# New patient vs Est patient



## neatmon (Jun 18, 2010)

Recently a FNP joined the Pediatric group that I manage.  Some of the patients that she saw at her other practice have followed her over here.  I say that these patients are established, as she has seen them within the last three years.  Her and the physicians are saying the patients are new, because she is with a new group and new specialty.   My thought process is "her specialty has not changed, she is still a FNP".  
Please let me hear your opinions.  New or established???  
Thanks,


----------



## pamtienter (Jun 18, 2010)

You are right. Since she has seen the patient before, they would be established.

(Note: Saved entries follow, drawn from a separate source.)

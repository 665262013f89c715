use std::fs::{self, File};
use std::io::Write;
use std::path::{Path, PathBuf};

use flate2::write::GzEncoder;
use flate2::Compression;
use tracing::{debug, error};

use crate::collector::error::CollectError;
use crate::collector::{CollectorSpec, Observation};

use super::{encode_header, encode_row};

/// Time-bucketed archive strategy for high-volume, low-frequency dumps
/// (e.g. full address-table snapshots). Each acquisition cycle writes a new
/// gzip-compressed CSV named by the cycle's timestamp, nested under a
/// per-collector directory. Writes are idempotent by timestamp: an existing
/// file of the same name is never overwritten.
pub struct ArchiveSink {
    dir: PathBuf,
}

impl ArchiveSink {
    pub fn new(results_root: &Path, name: &str) -> Self {
        Self {
            dir: results_root.join(name),
        }
    }

    pub fn write(
        &mut self,
        spec: &CollectorSpec,
        rows: &[Observation],
    ) -> Result<(), CollectError> {
        let Some(first) = rows.first() else {
            return Ok(());
        };

        let path = self.dir.join(format!("{}.csv.gz", first.timestamp));

        if path.exists() {
            // Guards against a double invocation producing divergent
            // duplicate snapshots for the same cycle.
            error!(
                collector = %spec.name,
                path = %path.display(),
                "output file already exists, skipping",
            );
            return Ok(());
        }

        fs::create_dir_all(&self.dir)?;

        let file = File::create(&path)?;
        let mut encoder = GzEncoder::new(file, Compression::default());

        encoder.write_all(encode_header(spec).as_bytes())?;
        for row in rows {
            encoder.write_all(encode_row(spec, row).as_bytes())?;
        }
        encoder.finish()?;

        debug!(
            collector = %spec.name,
            path = %path.display(),
            rows = rows.len(),
            "wrote archive snapshot",
        );

        Ok(())
    }
}

#[cfg(test)]
mod tests {
    use std::io::Read;

    use flate2::read::GzDecoder;

    use super::*;

    fn spec() -> CollectorSpec {
        CollectorSpec::new("getrawaddrman", 86_400, &["cache_id", "address", "port"])
            .expect("valid spec")
    }

    fn obs(cache_id: &str, address: &str, port: u16) -> Observation {
        let mut o = Observation::new("2024-01-01T00:00:00Z");
        o.set("cache_id", cache_id);
        o.set("address", address);
        o.set("port", port);
        o
    }

    fn read_archive(path: &Path) -> String {
        let mut decoder = GzDecoder::new(File::open(path).expect("open archive"));
        let mut content = String::new();
        decoder.read_to_string(&mut content).expect("decompress");
        content
    }

    #[test]
    fn test_archive_written_with_header_and_rows() {
        let dir = tempfile::tempdir().expect("tempdir");
        let mut sink = ArchiveSink::new(dir.path(), "getrawaddrman");

        sink.write(&spec(), &[obs("new", "203.0.113.5", 8333)])
            .expect("write");

        let path = dir
            .path()
            .join("getrawaddrman/2024-01-01T00:00:00Z.csv.gz");
        let content = read_archive(&path);
        assert_eq!(
            content,
            "timestamp,cache_id,address,port\n2024-01-01T00:00:00Z,new,203.0.113.5,8333\n",
        );
    }

    #[test]
    fn test_existing_archive_is_not_overwritten() {
        let dir = tempfile::tempdir().expect("tempdir");
        let mut sink = ArchiveSink::new(dir.path(), "getrawaddrman");

        sink.write(&spec(), &[obs("new", "203.0.113.5", 8333)])
            .expect("first write");

        // Same timestamp, different content: must be skipped, not merged.
        sink.write(&spec(), &[obs("tried", "198.51.100.1", 18333)])
            .expect("second write is a no-op");

        let path = dir
            .path()
            .join("getrawaddrman/2024-01-01T00:00:00Z.csv.gz");
        let content = read_archive(&path);
        assert!(content.contains("203.0.113.5"));
        assert!(!content.contains("198.51.100.1"));
    }

    #[test]
    fn test_empty_batch_writes_nothing() {
        let dir = tempfile::tempdir().expect("tempdir");
        let mut sink = ArchiveSink::new(dir.path(), "getrawaddrman");
        sink.write(&spec(), &[]).expect("empty write");
        assert!(!dir.path().join("getrawaddrman").exists());
    }
}
//! Frequency-aligned rescheduling.
//!
//! Naive fixed-delay sleeping drifts: each cycle starts later by its own
//! execution time, and independently scheduled collectors end up with no
//! common phase. Instead every collector sleeps until the next exact
//! multiple of its frequency, so collectors whose frequencies divide a
//! common period produce timestamp-aligned rows.

use std::time::{Duration, SystemTime, UNIX_EPOCH};

use chrono::{DateTime, Utc};
use tracing::{debug, info};

/// Compute the next frequency-aligned wakeup, as Unix seconds.
///
/// The +1 bump keeps a wakeup that lands exactly on a multiple of
/// `frequency_secs` from double-firing or skipping a slot.
/// The result is always a multiple of `frequency_secs` and strictly
/// greater than `now_secs`.
pub fn next_aligned(now_secs: u64, frequency_secs: u64) -> u64 {
    let bumped = now_secs + 1;
    bumped - bumped % frequency_secs + frequency_secs
}

/// Sleep until the next multiple of `frequency_secs`, logging the wake time.
pub async fn sleep_until_next(name: &str, frequency_secs: u64) {
    let now = SystemTime::now()
        .duration_since(UNIX_EPOCH)
        .unwrap_or(Duration::ZERO);

    let next = next_aligned(now.as_secs(), frequency_secs);
    let sleep_for = Duration::from_secs(next).saturating_sub(now);

    info!(
        collector = name,
        wake_at = %format_unix(next),
        sleep = %human_readable_time(sleep_for),
        "scheduling next run",
    );

    tokio::time::sleep(sleep_for).await;

    debug!(collector = name, "waking up");
}

/// Current UTC time as an ISO-8601 `Z`-suffixed string, second resolution.
/// Every observation produced by one acquisition cycle shares one of these.
pub fn utc_timestamp() -> String {
    Utc::now().format("%Y-%m-%dT%H:%M:%SZ").to_string()
}

/// Format a Unix-seconds instant the same way as [`utc_timestamp`].
fn format_unix(secs: u64) -> String {
    DateTime::<Utc>::from_timestamp(secs as i64, 0)
        .map(|dt| dt.format("%Y-%m-%dT%H:%M:%SZ").to_string())
        .unwrap_or_else(|| secs.to_string())
}

/// Render a duration as a short human-readable string for log lines.
fn human_readable_time(d: Duration) -> String {
    let secs = d.as_secs_f64();
    if d.as_millis() < 1000 {
        return format!("{}ms", d.as_millis());
    }
    if secs < 60.0 {
        return format!("{secs:.1}s");
    }
    let mins = secs / 60.0;
    if mins < 60.0 {
        return format!("{mins:.1}m");
    }
    format!("{:.1}h", mins / 60.0)
}

#[cfg(test)]
mod tests {
    use super::*;

    #[test]
    fn test_next_aligned_is_multiple_and_greater() {
        for frequency in [1u64, 5, 60, 600, 86_400] {
            for now in [0u64, 1, 4, 5, 59, 60, 61, 299, 86_399, 1_700_000_000] {
                let next = next_aligned(now, frequency);
                assert_eq!(next % frequency, 0, "now={now} freq={frequency}");
                assert!(next > now, "now={now} freq={frequency} next={next}");
            }
        }
    }

    #[test]
    fn test_next_aligned_skips_the_boundary() {
        // Waking exactly on a boundary must schedule the slot after it.
        assert_eq!(next_aligned(60, 60), 120);
        assert_eq!(next_aligned(10, 5), 15);
    }

    #[test]
    fn test_next_aligned_mid_interval() {
        assert_eq!(next_aligned(14, 5), 20);
        assert_eq!(next_aligned(61, 60), 120);
        assert_eq!(next_aligned(0, 5), 5);
    }

    #[test]
    fn test_two_frequencies_phase_align() {
        // Collectors at 5s and 60s wake on common boundaries every 60s.
        let now = 1_700_000_123;
        let mut five = next_aligned(now, 5);
        let sixty = next_aligned(now, 60);
        while five < sixty {
            five = next_aligned(five, 5);
        }
        assert_eq!(five, sixty);
    }

    #[test]
    fn test_utc_timestamp_shape() {
        let ts = utc_timestamp();
        assert_eq!(ts.len(), 20);
        assert!(ts.ends_with('Z'));
        assert_eq!(&ts[4..5], "-");
        assert_eq!(&ts[10..11], "T");
    }

    #[test]
    fn test_format_unix() {
        assert_eq!(format_unix(0), "1970-01-01T00:00:00Z");
        assert_eq!(format_unix(1_700_000_000), "2023-11-14T22:13:20Z");
    }

    #[test]
    fn test_human_readable_time() {
        assert_eq!(human_readable_time(Duration::from_millis(42)), "42ms");
        assert_eq!(human_readable_time(Duration::from_secs(3)), "3.0s");
        assert_eq!(human_readable_time(Duration::from_secs(90)), "1.5m");
        assert_eq!(human_readable_time(Duration::from_secs(5400)), "1.5h");
    }
}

There is a good article on the AAFP website that explains it for them (though CMS has the info out there too):
http://www.aafp.org/fpm/2003/0900/p33.html
It is from 2003, so be sure to make sure most still applies but it still seems to be current. 
From that article:

_*When you change practices*
Consider this scenario: Suppose you leave the practice where you have been working for a number of years to join a new group in a nearby community. Some of your patients transfer their care to the new practice and see you within three years of their last visits. You would report these encounters using an established patient code because, although you are practicing in a new group, you have provided professional services to the patient during the last three years. Note that whether the patient has transferred his or her medical records to your office and how long you may have had those records is irrelevant. The amount of time that's passed since your last encounter with the patient is the determining factor._

There is also the decision tree in the E/M section of the CPT book.


----------